# Porn Addiction



## finallyoverit (Nov 17, 2013)

Recently I've discovered that my husband has an addiction to porn. I am a little upset that its taken all these years for him to finally admit to it, and the fact that I was not the person in which he could share this information with pisses me off to. But I guess I should be happy that he recognizes the problem, right? The subject has always come up throughout our 15 years together. Every now and then I'd discover his collection of porn. It upsets me because we have children in the home who know how to use the computer. Anyone of them could come across this collection of his at any time. I've have expressed my concern with him and he knows how I feel about porn and his particular fetish. He knows my emotional feelings toward the subject. However, he has never expressed his feeling toward the matter. I've only gotten the silent treatment, or "what do you want me to do?". I have tried in the past to enjoy porn with him. We've even gone to the store to start a collection together, but I could not pretend I was okay with it. Do I forgive for the thousandth time or do I move on?


----------



## richie33 (Jul 20, 2012)

Does he have a addiction or does he just like porn? I liked porn.....but for my marriage I gave it up. 
It seems you tried to come up with a compromise, that you would watch it together, am I correct? When you tried and couldn't do it what else did you both come up with?


----------



## finallyoverit (Nov 17, 2013)

I couldn't come up with another compromise. I just looked the other way. He knows that it makes me uncomfortable so he chooses to be secretive about it. He's told me that he thinks he's addicted. I've always been aware of his activity. Over the past 15 years there's been a significant change in the way we have sex. This is how I know he's been taking cues from porn, either that or he's cheating on me. I'd always hoped he could quit for the sake of our marriage, but it's clear to me now that he doesn't care enough about me to do that.


----------



## richie33 (Jul 20, 2012)

If your husband is cheating on you, you have way bigger problems than porn.


----------



## Unsure123 (Aug 10, 2012)

I had a similar situation with my stbx. Only he made promises to stop for eight years. He never did, so I moved out. Make sure he knows exactly how you feel about it, and how it makes you feel when he watches. To some real men a marriage is more important than a screen.


----------



## NothingWantsToChange (Nov 8, 2013)

Last Long Lifelong said:


> Would you consider suggesting a "no porn diet"?
> 
> With porn being as readily available as the football news these days, it's easy for a man to equate that availability with the appropriateness of him viewing it.
> 
> 30 days without porn. Give it a try. When you suggest it, the reaction you get (hopefully positive) will speak volumes.

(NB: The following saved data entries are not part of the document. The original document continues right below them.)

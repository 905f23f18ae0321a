//! Vest Constants
//!
//! Endpoints, channels, enums and the rate limit table for Vest perpetuals.

use std::time::Duration;

use rust_decimal::Decimal;

use crate::adapters::types::OrderState;

pub const EXCHANGE_NAME: &str = "vest_perpetual";
pub const DEFAULT_DOMAIN: &str = EXCHANGE_NAME;
pub const TESTNET_DOMAIN: &str = "vest_perpetual_testnet";
pub const BROKER_ID: &str = "HBOT";

/// Slippage applied to market order limit prices (5%)
pub fn market_order_slippage() -> Decimal {
    Decimal::new(5, 2)
}

pub const HEARTBEAT_TIME_INTERVAL: Duration = Duration::from_secs(30);
/// Listen keys expire after an hour; renew well before that
pub const LISTEN_KEY_RENEW_INTERVAL: Duration = Duration::from_secs(45 * 60);
pub const ORDER_BOOK_DEPTH: u32 = 100;
pub const RECV_WINDOW_MS: u64 = 60_000;
pub const DEFAULT_COLLATERAL: &str = "USDC";

// =============================================================================
// URLs
// =============================================================================

pub const REST_URL_PROD: &str = "https://server-prod.hz.vestmarkets.com/v2";
pub const REST_URL_DEV: &str = "https://server-dev.hz.vestmarkets.com/v2";
pub const WSS_URL_PROD: &str = "wss://ws-prod.hz.vestmarkets.com/ws-api";
pub const WSS_URL_DEV: &str = "wss://ws-dev.hz.vestmarkets.com/ws-api";

pub const VERIFYING_CONTRACT_PROD: &str = "0x919386306C47b2Fe1036e3B4F7C40D22D2461a23";
pub const VERIFYING_CONTRACT_DEV: &str = "0x8E4D87AEf4AC4D5415C35A12319013e34223825B";

/// REST base for a domain name; unknown names fall back to production
pub fn rest_base_url(domain: &str) -> &'static str {
    match domain {
        TESTNET_DOMAIN | "testnet" => REST_URL_DEV,
        _ => REST_URL_PROD,
    }
}

pub fn wss_base_url(domain: &str) -> &'static str {
    match domain {
        TESTNET_DOMAIN | "testnet" => WSS_URL_DEV,
        _ => WSS_URL_PROD,
    }
}

pub fn verifying_contract(domain: &str) -> &'static str {
    match domain {
        TESTNET_DOMAIN | "testnet" => VERIFYING_CONTRACT_DEV,
        _ => VERIFYING_CONTRACT_PROD,
    }
}

// =============================================================================
// REST paths
// =============================================================================

pub const REGISTER_PATH_URL: &str = "/register";
pub const EXCHANGE_INFO_PATH_URL: &str = "/exchangeInfo";
pub const DEPTH_PATH_URL: &str = "/depth";
pub const TICKER_LATEST_PATH_URL: &str = "/ticker/latest";
pub const TICKER_24HR_PATH_URL: &str = "/ticker/24hr";
pub const FUNDING_HISTORY_PATH_URL: &str = "/funding/history";
pub const KLINES_PATH_URL: &str = "/klines";
pub const ACCOUNT_PATH_URL: &str = "/account";
pub const ACCOUNT_NONCE_PATH_URL: &str = "/account/nonce";
pub const ACCOUNT_LEVERAGE_PATH_URL: &str = "/account/leverage";
pub const ORDERS_PATH_URL: &str = "/orders";
pub const ORDERS_CANCEL_PATH_URL: &str = "/orders/cancel";
pub const LP_PATH_URL: &str = "/lp";
pub const LP_QUERY_PATH_URL: &str = "/lp/query";
pub const TRANSFER_WITHDRAW_PATH_URL: &str = "/transfer/withdraw";
pub const TRANSFER_PATH_URL: &str = "/transfer";
pub const LISTEN_KEY_PATH_URL: &str = "/account/listenKey";

// =============================================================================
// WebSocket
// =============================================================================

pub const WS_TICKERS_CHANNEL: &str = "tickers";
pub const WS_ACCOUNT_PRIVATE_CHANNEL: &str = "account_private";
pub const WS_DEPTH_SUFFIX: &str = "@depth";
pub const WS_TRADES_SUFFIX: &str = "@trades";

pub fn depth_channel(symbol: &str) -> String {
    format!("{}{}", symbol, WS_DEPTH_SUFFIX)
}

pub fn trades_channel(symbol: &str) -> String {
    format!("{}{}", symbol, WS_TRADES_SUFFIX)
}

pub fn kline_channel(symbol: &str, interval: &str) -> String {
    format!("{}@kline_{}", symbol, interval)
}

pub const WS_EVENT_ORDER: &str = "ORDER";
pub const WS_EVENT_LP: &str = "LP";
pub const WS_EVENT_TRANSFER: &str = "TRANSFER";

// =============================================================================
// Enums
// =============================================================================

pub const ORDER_TYPE_MARKET: &str = "MARKET";
pub const ORDER_TYPE_LIMIT: &str = "LIMIT";
pub const ORDER_TYPE_STOP_LOSS: &str = "STOP_LOSS";
pub const ORDER_TYPE_TAKE_PROFIT: &str = "TAKE_PROFIT";
pub const ORDER_TYPE_LIQUIDATION: &str = "LIQUIDATION";

pub const ORDER_STATUS_NEW: &str = "NEW";
pub const ORDER_STATUS_PARTIALLY_FILLED: &str = "PARTIALLY_FILLED";
pub const ORDER_STATUS_FILLED: &str = "FILLED";
pub const ORDER_STATUS_CANCELLED: &str = "CANCELLED";
pub const ORDER_STATUS_REJECTED: &str = "REJECTED";

pub const TIME_IN_FORCE_GTC: &str = "GTC";
pub const TIME_IN_FORCE_FOK: &str = "FOK";

pub const SYMBOL_STATUS_TRADING: &str = "TRADING";
pub const SYMBOL_STATUS_HALT: &str = "HALT";

/// Venue order status to local state, case-insensitive
pub fn order_state(status: &str) -> Option<OrderState> {
    match status.to_uppercase().as_str() {
        "NEW" | "PENDING" | "OPEN" => Some(OrderState::Open),
        "PARTIALLY_FILLED" => Some(OrderState::PartiallyFilled),
        "FILLED" => Some(OrderState::Filled),
        "CANCELLED" | "CANCELED" => Some(OrderState::Canceled),
        "REJECTED" | "FAILED" => Some(OrderState::Failed),
        _ => None,
    }
}

pub const ORDER_NOT_EXIST_MESSAGE: &str = "order";
pub const UNKNOWN_ORDER_MESSAGE: &str = "Order not found";

// =============================================================================
// Rate limits
// =============================================================================

pub const REST_GLOBAL_LIMIT_ID: &str = "vest_rest_global_limit";
pub const REST_GLOBAL_LIMIT: u32 = 1200;
pub const RATE_LIMIT_INTERVAL_SECS: u64 = 60;

/// Route weight against the global limit
pub const ENDPOINT_WEIGHTS: &[(&str, u32)] = &[
    (EXCHANGE_INFO_PATH_URL, 10),
    (TICKER_LATEST_PATH_URL, 10),
    (TICKER_24HR_PATH_URL, 10),
    (FUNDING_HISTORY_PATH_URL, 10),
    (KLINES_PATH_URL, 10),
    (ACCOUNT_PATH_URL, 20),
    (ACCOUNT_NONCE_PATH_URL, 20),
    (ACCOUNT_LEVERAGE_PATH_URL, 20),
    (ORDERS_PATH_URL, 10),
    (DEPTH_PATH_URL, 10),
    (LP_PATH_URL, 20),
    (TRANSFER_WITHDRAW_PATH_URL, 50),
    (TRANSFER_PATH_URL, 20),
    (LISTEN_KEY_PATH_URL, 20),
    (REGISTER_PATH_URL, 100),
];

#[derive(Debug, Clone, PartialEq, Eq)]
pub struct RateLimit {
    pub limit_id: String,
    pub limit: u32,
    pub interval_secs: u64,
    /// (linked limit id, weight)
    pub linked: Option<(String, u32)>,
}

/// Global limit followed by one linked limit per route
pub fn rate_limits() -> Vec<RateLimit> {
    let mut limits = vec![RateLimit {
        limit_id: REST_GLOBAL_LIMIT_ID.to_string(),
        limit: REST_GLOBAL_LIMIT,
        interval_secs: RATE_LIMIT_INTERVAL_SECS,
        linked: None,
    }];
    limits.extend(ENDPOINT_WEIGHTS.iter().map(|(path, weight)| RateLimit {
        limit_id: path.to_string(),
        limit: (REST_GLOBAL_LIMIT / weight).max(1),
        interval_secs: RATE_LIMIT_INTERVAL_SECS,
        linked: Some((REST_GLOBAL_LIMIT_ID.to_string(), *weight)),
    }));
    limits
}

This is a pretty good idea. I stopped watching for a while to see if I could and that was 9-10 months ago and never turned back. I don't miss it at all honestly. Sometimes I get the urge and just ignore it. I apparently was not addicted and I doubt most are...it was just something I had always watched so since my teen years. I don't think everyone should quit watching but making sure you can stop is important. 

Also I know many women including my girlfriend don't like the secrecy around porn but are ok with the porn. My question is what do you want guys to do? Do you really want him to tell you everytime he watches? Do you only want him watching with you?


----------



## Shoto1984 (Apr 11, 2009)

Any real addiction should be addressed (food, smoking, alcohol, porn, shopping etc) That said, I'll echo the other posters and say, he might not be truly addicted. As for you ending the marriage, I'd say to do the old relationship balance sheet. List his good qualities on one side and his bad ones on the other (be honest). Doing so might give you some clarity.


----------